Capítulo 10. Micky & Borja.

 

—Micky, bandarra, ¿cómo andas?

—Ostia puta, Borja. Por aquí, tirando.

—¿Quemando rueda, mamón?

—A ver. ¿Y tú?

—Más liado que la pierna de un griego.

—Se dice que la pata de un romano, que no te enteras.

—Yo es que de dialectos, lo justito, ya sabes.

—Pues bien que sabes pedir los gin-tonics. ¿Cómo va la vida?

—De putísima madre. ¿Miraste lo mío?

—Lo miré. Lo miré. ¡Animal, mira por donde vas, hijo puta!

—Coño, ¿tan mala está la cosa?

—Que no, joder, un taxista de mierda, que no me deja pasar. Lo nuestro va viento en pompa.

—Oye, si estás conduciendo te llamo luego.

—Tengo el manos libres, descuida. Tú sigue a lo tuyo, niña.

—¿Es una taxista o qué?

—No me hagas explicar lo que tengo en el otro asiento, tontorrón. Que lo mismo tienes el teléfono pinchao.

—No me asustes, tío.

—Es broma.

—¿Entonces la cosa, bien?

—Que sí, joder. Mañana mismo vuelvo a llamar al banco. Tú no te preocupes. Es cosa hecha.

—¿Pero podré conseguirlo por ese precio?

—¿Un Lamborghini por tres mil euros? Pues claro. No es un Porsche, joder. Por ese te harían falta cinco mil.

—¿Y todo saneado?

—Como los bajos de una monja, sí. Cuidado con los dientes, niña.

—¿Y lo otro, cómo va?

—Mira, precisamente acaban de llamarme de la gestoría. Si no hay problemas, lo tenemos en dos días.

—¿Y la prensa y esas cosas?

Ilustración de Manuel Martín Morgado.
Ilustración de Manuel Martín Morgado.

—¿Qué prensa? A ver si tú te vas a creer que vivimos dentro de El hombre que mató a Liberty Balance. ¡Viva la libertad de prensa! Se callarán como putas, de eso ya se encargan los directores. Y si no, cuando destapen el pufo, no le importará a nadie.

—Que no son unos trajes, tú.

—No, ni tampoco una licencia de obras. Es legal.

—Dentro de lo que cabe.

—Y si no cabe, vaselina y a otra.

—¿Entonces los pisos serán míos?

—Ni hablar. Los pisos los pondremos a nombre de un paganini. No vaya  ser que de la vuelta a la tortilla y luego nos caiga un marrón con Hacienda.

—¡Pero si tu padre y el mío trabajan allí, mamón!

—Ya. Pero lo mismo se jubilan, o los retiran del cargo si entran los rojeras esos.

—No lo dices en serio.

—Claro que no. Pero mira, ya que no vamos a irnos con las maletas a Suiza…

—Todavía.

—Nah, mejor las Islas Caimán, que hay mulatas en tanga. Mejor que no nos localicen si hay algún fleco legal.

—Al paso que vas, mamonazo, te haces con un barrio entero.

—Siempre ganaba al Monopoly.

—Y yo al Cluedo. ¿Entonces lo de los coches, resuelto? ¿Y lo de los pisos expropiados también?

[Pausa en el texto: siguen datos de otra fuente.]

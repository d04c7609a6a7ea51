use crate::api::{ApplyError, CommitApplier, RaftCommitStreamPublisher, RaftCommittedEntry, RaftEntryId};
use crate::commitlog;
use crate::commitlog::Index;
use crate::replica::local_state::Term;
use crate::replica::WriteAheadLogEntry;
use bytes::Bytes;
use std::io;

/// WriteAheadLog is the raft-specific log facade.
///
/// Note: A log entry has 3 states (not modeled directly in code):
/// 1. Persisted - written to disk, not yet replicated to majority
/// 2. Committed - written to disk, replicated to majority
/// 3. Applied - a committed entry that has also been applied to the state machine
///
/// After compaction the oldest entries only survive as the snapshot point `(term, index)`. Term
/// lookups at the snapshot point still succeed, so consistency checks work across the boundary.
pub(crate) struct WriteAheadLog<L>
where
    L: commitlog::Log<WriteAheadLogEntry>,
{
    logger: slog::Logger,

    log: L,
    // Highest locally written entry, or the snapshot point when nothing is retained after it.
    latest_entry_metadata: Option<(Term, Index)>,
    // Last entry covered by the most recent snapshot.
    snapshot_point: Option<(Term, Index)>,

    commit_stream: RaftCommitStreamPublisher,
    commit_index: Option<Index>,
    last_applied_index: Option<Index>,
    // Set when the state machine rejects an entry. Nothing is applied after that.
    apply_halted: bool,
}

impl<L> WriteAheadLog<L>
where
    L: commitlog::Log<WriteAheadLogEntry>,
{
    pub(crate) fn new(logger: slog::Logger, log: L, commit_stream: RaftCommitStreamPublisher) -> io::Result<Self> {
        let latest_entry_metadata = match log.next_index().checked_minus(1) {
            Some(last) if last >= log.first_index() => log.read(last)?.map(|entry| (entry.term, last)),
            _ => None,
        };

        Ok(WriteAheadLog {
            logger,
            log,
            latest_entry_metadata,
            snapshot_point: None,
            commit_stream,
            commit_index: None,
            last_applied_index: None,
            apply_halted: false,
        })
    }

    pub(crate) fn latest_entry(&self) -> Option<(Term, Index)> {
        self.latest_entry_metadata
    }

    pub(crate) fn snapshot_point(&self) -> Option<(Term, Index)> {
        self.snapshot_point
    }

    pub(crate) fn first_index(&self) -> Index {
        self.log.first_index()
    }

    pub(crate) fn retained_entries(&self) -> u64 {
        self.log.next_index().as_u64() - self.log.first_index().as_u64()
    }

    pub(crate) fn data_size(&self) -> u64 {
        self.log.data_size()
    }

    pub(crate) fn read(&self, index: Index) -> Result<Option<WriteAheadLogEntry>, io::Error> {
        self.log.read(index)
    }

    /// Reads up to `max` consecutive entries starting at `start`.
    pub(crate) fn read_from(&self, start: Index, max: usize) -> Result<Vec<WriteAheadLogEntry>, io::Error> {
        let mut entries = Vec::new();
        let mut index = start;
        while entries.len() < max && index < self.log.next_index() {
            match self.log.read(index)? {
                Some(entry) => entries.push(entry),
                None => break,
            }
            index = index.plus(1);
        }
        Ok(entries)
    }

    /// Term of the entry at `index`, including the compacted entry at the snapshot point.
    pub(crate) fn term_at(&self, index: Index) -> Result<Option<Term>, io::Error> {
        if let Some((term, snapshot_index)) = self.snapshot_point {
            if snapshot_index == index {
                return Ok(Some(term));
            }
        }
        Ok(self.log.read(index)?.map(|entry| entry.term))
    }

    /// Remove anything starting at `index` and later.
    pub(crate) fn truncate(&mut self, index: Index) -> Result<(), io::Error> {
        // Committed entries are never rolled back.
        if let Some(commit_index) = self.commit_index {
            assert!(
                index > commit_index,
                "Can't truncate committed entries. Truncate={:?}, CommitIndex={:?}",
                index,
                commit_index
            );
        }

        let new_latest_entry_metadata = match index.checked_minus(1) {
            None => None,
            Some(new_latest_index) => self.term_at(new_latest_index)?.map(|term| (term, new_latest_index)),
        };

        self.log.truncate(index)?;
        self.latest_entry_metadata = new_latest_entry_metadata;
        Ok(())
    }

    pub(crate) fn append(&mut self, entry: WriteAheadLogEntry) -> Result<Index, io::Error> {
        let appended_term = entry.term;
        let appended_index = self.log.append(entry)?;
        // Only update state after log action completes.
        self.latest_entry_metadata = Some((appended_term, appended_index));

        Ok(appended_index)
    }

    pub(crate) fn commit_index(&self) -> Option<Index> {
        self.commit_index
    }

    pub(crate) fn last_applied(&self) -> Option<Index> {
        self.last_applied_index
    }

    /// Leader path. Returns true if the commit index moved.
    pub(crate) fn ratchet_fwd_commit_index_if_valid(
        &mut self,
        tentative_new_commit_index: Index,
        current_term: Term,
    ) -> Result<bool, io::Error> {
        if matches!(self.commit_index, Some(ci) if ci >= tentative_new_commit_index) {
            return Ok(false);
        }

        // > If there exists an N such that N > commitIndex, a majority
        // > of matchIndex[i] ≥ N, and log[N].term == currentTerm:
        // > set commitIndex = N (§5.3, §5.4).
        if self.term_at(tentative_new_commit_index)? != Some(current_term) {
            return Ok(false);
        }

        self.ratchet_fwd_commit_index_panicking(tentative_new_commit_index);
        Ok(true)
    }

    /// Follower path. The leader already checked the majority. Never moves backwards.
    pub(crate) fn ratchet_fwd_commit_index_if_changed(&mut self, new_commit_index: Index) {
        if matches!(self.commit_index, Some(ci) if ci >= new_commit_index) {
            return;
        }

        self.ratchet_fwd_commit_index_panicking(new_commit_index);
    }

    fn ratchet_fwd_commit_index_panicking(&mut self, new_commit_index: Index) {
        let latest_locally_written_index = self
            .latest_entry_metadata
            .map(|(_, index)| index)
            .expect("Can't ratchet commit index forward if we don't have any local logs");
        assert!(
            latest_locally_written_index >= new_commit_index,
            "Can't ratchet commit index forwards past our local log. Expected [latest log] {:?} >= {:?} [input]",
            latest_locally_written_index,
            new_commit_index,
        );

        self.commit_index.replace(new_commit_index);
    }

    /// Moves the log onto a snapshot point that the state machine already reflects. Used for
    /// recovery and for an installed snapshot. If our entry at `index` has the snapshot's term the
    /// suffix after it is kept, otherwise the whole log is discarded. Returns whether the suffix
    /// was kept.
    pub(crate) fn reset_to_snapshot(&mut self, term: Term, index: Index) -> Result<bool, io::Error> {
        // Already compacted through `index` means we took this snapshot ourselves.
        let suffix_matches =
            index < self.log.first_index() || self.log.read(index)?.map(|entry| entry.term) == Some(term);
        if !suffix_matches {
            let first = self.log.first_index();
            self.log.truncate(first)?;
            self.latest_entry_metadata = None;
        }
        if index >= self.log.first_index() {
            self.log.compact(index)?;
        }

        self.snapshot_point = Some((term, index));
        if self.latest_entry_metadata.map(|(_, latest)| latest < index).unwrap_or(true) {
            self.latest_entry_metadata = Some((term, index));
        }
        if self.commit_index < Some(index) {
            self.commit_index = Some(index);
        }
        if self.last_applied_index < Some(index) {
            self.last_applied_index = Some(index);
        }
        Ok(suffix_matches)
    }

    /// Records a freshly captured snapshot and drops entries up to `compact_through`.
    pub(crate) fn record_snapshot(
        &mut self,
        term: Term,
        index: Index,
        compact_through: Option<Index>,
    ) -> Result<(), io::Error> {
        if matches!(self.snapshot_point, Some((_, existing)) if existing >= index) {
            return Ok(());
        }
        self.snapshot_point = Some((term, index));

        if let Some(through) = compact_through {
            if through >= self.log.first_index() {
                self.log.compact(through)?;
            }
        }
        Ok(())
    }

    /// Marks entries up to `index` as applied without handing them to the applier. Recovery does
    /// the replay itself through the recovery cohort.
    pub(crate) fn mark_recovered(&mut self, index: Index) {
        if self.commit_index < Some(index) {
            self.commit_index = Some(index);
        }
        if self.last_applied_index < Some(index) {
            self.last_applied_index = Some(index);
        }
    }

    /// Applies all committed but unapplied entries in order. Returns the new last applied index if
    /// anything was applied.
    pub(crate) fn apply_all_committed_entries<A>(&mut self, applier: &mut A) -> Option<Index>
    where
        A: CommitApplier + ?Sized,
    {
        if self.apply_halted {
            return None;
        }
        let commit_index = self.commit_index?;

        let mut newly_applied = None;
        while self.last_applied_index < Some(commit_index) {
            let next_index = self
                .last_applied_index
                .map(|i| i.plus(1))
                .unwrap_or_else(Index::start_index);

            match self.apply_single_entry(next_index, applier) {
                Ok(()) => {
                    self.last_applied_index = Some(next_index);
                    newly_applied = Some(next_index);
                }
                Err(ApplyFailure::Read(e)) => {
                    // Entry stays committed in the log. We'll retry on the next commit.
                    slog::error!(self.logger, "Failed to read committed entry {:?}: {:?}", next_index, e);
                    break;
                }
                Err(ApplyFailure::Rejected(e)) => {
                    slog::crit!(
                        self.logger,
                        "State machine rejected committed entry {:?}. No further entries will be applied. {}",
                        next_index,
                        e
                    );
                    self.apply_halted = true;
                    break;
                }
            }
        }

        newly_applied
    }

    pub(crate) fn is_apply_halted(&self) -> bool {
        self.apply_halted
    }

    fn apply_single_entry<A>(&mut self, index: Index, applier: &mut A) -> Result<(), ApplyFailure>
    where
        A: CommitApplier + ?Sized,
    {
        let entry = self
            .read(index)
            .map_err(ApplyFailure::Read)?
            .ok_or_else(|| {
                ApplyFailure::Read(io::Error::new(
                    io::ErrorKind::NotFound,
                    format!("No log entry at committed index {:?}", index),
                ))
            })?;
        if !entry.is_command() {
            return Ok(());
        }

        let committed = to_committed_entry(index, entry);
        applier
            .apply_committed(&committed)
            .map_err(ApplyFailure::Rejected)?;
        self.commit_stream.notify_commit(&self.logger, committed);

        Ok(())
    }
}

pub(crate) fn to_committed_entry(index: Index, entry: WriteAheadLogEntry) -> RaftCommittedEntry {
    RaftCommittedEntry {
        entry_id: RaftEntryId {
            term: entry.term,
            entry_index: index,
        },
        client_request_id: entry.client_request_id.map(Into::into),
        data: Bytes::from(entry.data),
    }
}

enum ApplyFailure {
    Read(io::Error),
    Rejected(ApplyError),
}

—También. Habrá que ir pensando en expandir negocios. Que el dinero quema.

—Te quemará a ti. Yo no puedo con tanto gasto.

—Deja la coca. Y las tías.

—Ya lo he intentado. Fueron las veinticuatro horas más horribles de mi vida.

—Mierda, te llamo luego. Niña, endereza.

—¿Qué pasa?

—La poli, joder. Que vienen flechaos detrás de mí y me están haciendo señas para que pare.

—Pues para.

—Un carajo. Que quemen gasofa un rato. Se van a enterar estos dos, como se pongan gallitos. Les va a caer un puro que ni se lo imaginan.